Print, from the listing below, the lines starting at the line containing "the coverage mask." and ending at the line containing "let i = y as", exactly as they stand, and print nothing else.

Exercise data: Begin

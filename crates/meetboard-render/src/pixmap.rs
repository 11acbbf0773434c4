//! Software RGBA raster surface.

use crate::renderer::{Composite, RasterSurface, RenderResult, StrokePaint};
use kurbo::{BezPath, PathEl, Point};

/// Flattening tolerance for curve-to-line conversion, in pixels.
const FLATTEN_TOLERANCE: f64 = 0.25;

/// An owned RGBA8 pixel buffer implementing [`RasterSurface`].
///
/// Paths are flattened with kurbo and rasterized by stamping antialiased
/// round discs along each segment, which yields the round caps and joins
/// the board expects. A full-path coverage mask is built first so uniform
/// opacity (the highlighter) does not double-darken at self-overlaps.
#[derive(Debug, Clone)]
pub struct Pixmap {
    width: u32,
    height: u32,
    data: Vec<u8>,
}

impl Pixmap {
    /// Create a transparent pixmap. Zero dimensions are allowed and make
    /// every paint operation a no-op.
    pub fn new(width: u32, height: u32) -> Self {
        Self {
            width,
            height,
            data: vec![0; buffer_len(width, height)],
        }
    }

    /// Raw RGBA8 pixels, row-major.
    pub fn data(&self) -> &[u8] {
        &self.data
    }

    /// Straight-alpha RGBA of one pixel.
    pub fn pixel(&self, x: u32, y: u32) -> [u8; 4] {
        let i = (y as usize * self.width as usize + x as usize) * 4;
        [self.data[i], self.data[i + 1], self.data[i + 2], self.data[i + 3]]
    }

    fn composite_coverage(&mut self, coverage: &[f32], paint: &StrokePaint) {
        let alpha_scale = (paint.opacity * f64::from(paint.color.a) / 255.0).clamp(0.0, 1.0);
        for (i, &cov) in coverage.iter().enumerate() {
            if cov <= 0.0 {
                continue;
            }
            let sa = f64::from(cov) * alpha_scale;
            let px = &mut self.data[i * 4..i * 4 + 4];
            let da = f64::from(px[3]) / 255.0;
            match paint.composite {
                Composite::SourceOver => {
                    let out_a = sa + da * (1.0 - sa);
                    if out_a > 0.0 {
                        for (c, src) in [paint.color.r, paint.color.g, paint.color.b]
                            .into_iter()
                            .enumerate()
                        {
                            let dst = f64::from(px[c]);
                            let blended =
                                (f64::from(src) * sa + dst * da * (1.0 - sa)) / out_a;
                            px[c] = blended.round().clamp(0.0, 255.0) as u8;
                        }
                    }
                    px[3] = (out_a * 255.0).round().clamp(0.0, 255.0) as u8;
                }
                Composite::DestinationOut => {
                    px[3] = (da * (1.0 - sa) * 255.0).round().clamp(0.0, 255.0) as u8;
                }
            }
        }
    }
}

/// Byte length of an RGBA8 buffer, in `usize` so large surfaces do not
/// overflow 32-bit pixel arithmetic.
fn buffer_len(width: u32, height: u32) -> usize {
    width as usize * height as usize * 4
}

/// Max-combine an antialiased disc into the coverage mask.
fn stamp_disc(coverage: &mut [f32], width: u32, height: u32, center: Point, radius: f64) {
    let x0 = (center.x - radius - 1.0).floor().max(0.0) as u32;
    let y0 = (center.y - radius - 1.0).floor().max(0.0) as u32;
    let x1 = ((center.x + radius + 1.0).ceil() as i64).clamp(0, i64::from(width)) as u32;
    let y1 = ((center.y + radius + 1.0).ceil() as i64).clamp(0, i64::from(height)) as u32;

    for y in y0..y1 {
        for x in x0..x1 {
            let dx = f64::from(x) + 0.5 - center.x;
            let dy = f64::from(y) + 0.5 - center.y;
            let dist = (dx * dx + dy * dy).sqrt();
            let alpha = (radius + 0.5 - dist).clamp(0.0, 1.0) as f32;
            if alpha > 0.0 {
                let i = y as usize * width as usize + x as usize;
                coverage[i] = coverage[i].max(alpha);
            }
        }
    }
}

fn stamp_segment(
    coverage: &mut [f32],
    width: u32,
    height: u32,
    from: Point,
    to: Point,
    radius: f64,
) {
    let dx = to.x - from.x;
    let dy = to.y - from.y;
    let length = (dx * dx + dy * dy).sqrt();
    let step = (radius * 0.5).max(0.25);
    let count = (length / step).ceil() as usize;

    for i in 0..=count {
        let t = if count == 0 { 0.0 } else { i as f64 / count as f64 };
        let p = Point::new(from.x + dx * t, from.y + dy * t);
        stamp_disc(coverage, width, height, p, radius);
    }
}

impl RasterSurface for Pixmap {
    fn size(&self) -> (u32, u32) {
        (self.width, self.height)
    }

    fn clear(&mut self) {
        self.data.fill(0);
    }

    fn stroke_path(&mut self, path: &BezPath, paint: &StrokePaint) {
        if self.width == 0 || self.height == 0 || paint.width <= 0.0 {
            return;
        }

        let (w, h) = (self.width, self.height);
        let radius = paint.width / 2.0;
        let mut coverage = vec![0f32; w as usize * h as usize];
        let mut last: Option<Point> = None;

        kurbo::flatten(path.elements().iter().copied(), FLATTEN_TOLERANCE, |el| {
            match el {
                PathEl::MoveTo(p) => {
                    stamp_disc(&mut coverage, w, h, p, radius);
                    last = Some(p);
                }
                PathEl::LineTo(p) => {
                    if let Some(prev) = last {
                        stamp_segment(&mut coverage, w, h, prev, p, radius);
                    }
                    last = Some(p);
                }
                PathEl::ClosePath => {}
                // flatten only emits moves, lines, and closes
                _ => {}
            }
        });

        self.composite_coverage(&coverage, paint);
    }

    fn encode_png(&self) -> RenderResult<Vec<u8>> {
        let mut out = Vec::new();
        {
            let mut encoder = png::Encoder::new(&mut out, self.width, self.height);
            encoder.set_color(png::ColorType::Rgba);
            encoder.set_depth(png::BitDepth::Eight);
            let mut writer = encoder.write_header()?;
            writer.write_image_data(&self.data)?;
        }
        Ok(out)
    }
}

Exercise data: End

▸ **Solution**:
/// Max-combine an antialiased disc into the coverage mask.
fn stamp_disc(coverage: &mut [f32], width: u32, height: u32, center: Point, radius: f64) {
    let x0 = (center.x - radius - 1.0).floor().max(0.0) as u32;
    let y0 = (center.y - radius - 1.0).floor().max(0.0) as u32;
    let x1 = ((center.x + radius + 1.0).ceil() as i64).clamp(0, i64::from(width)) as u32;
    let y1 = ((center.y + radius + 1.0).ceil() as i64).clamp(0, i64::from(height)) as u32;

    for y in y0..y1 {
        for x in x0..x1 {
            let dx = f64::from(x) + 0.5 - center.x;
            let dy = f64::from(y) + 0.5 - center.y;
            let dist = (dx * dx + dy * dy).sqrt();
            let alpha = (radius + 0.5 - dist).clamp(0.0, 1.0) as f32;
            if alpha > 0.0 {
                let i = y as usize * width as usize + x as usize;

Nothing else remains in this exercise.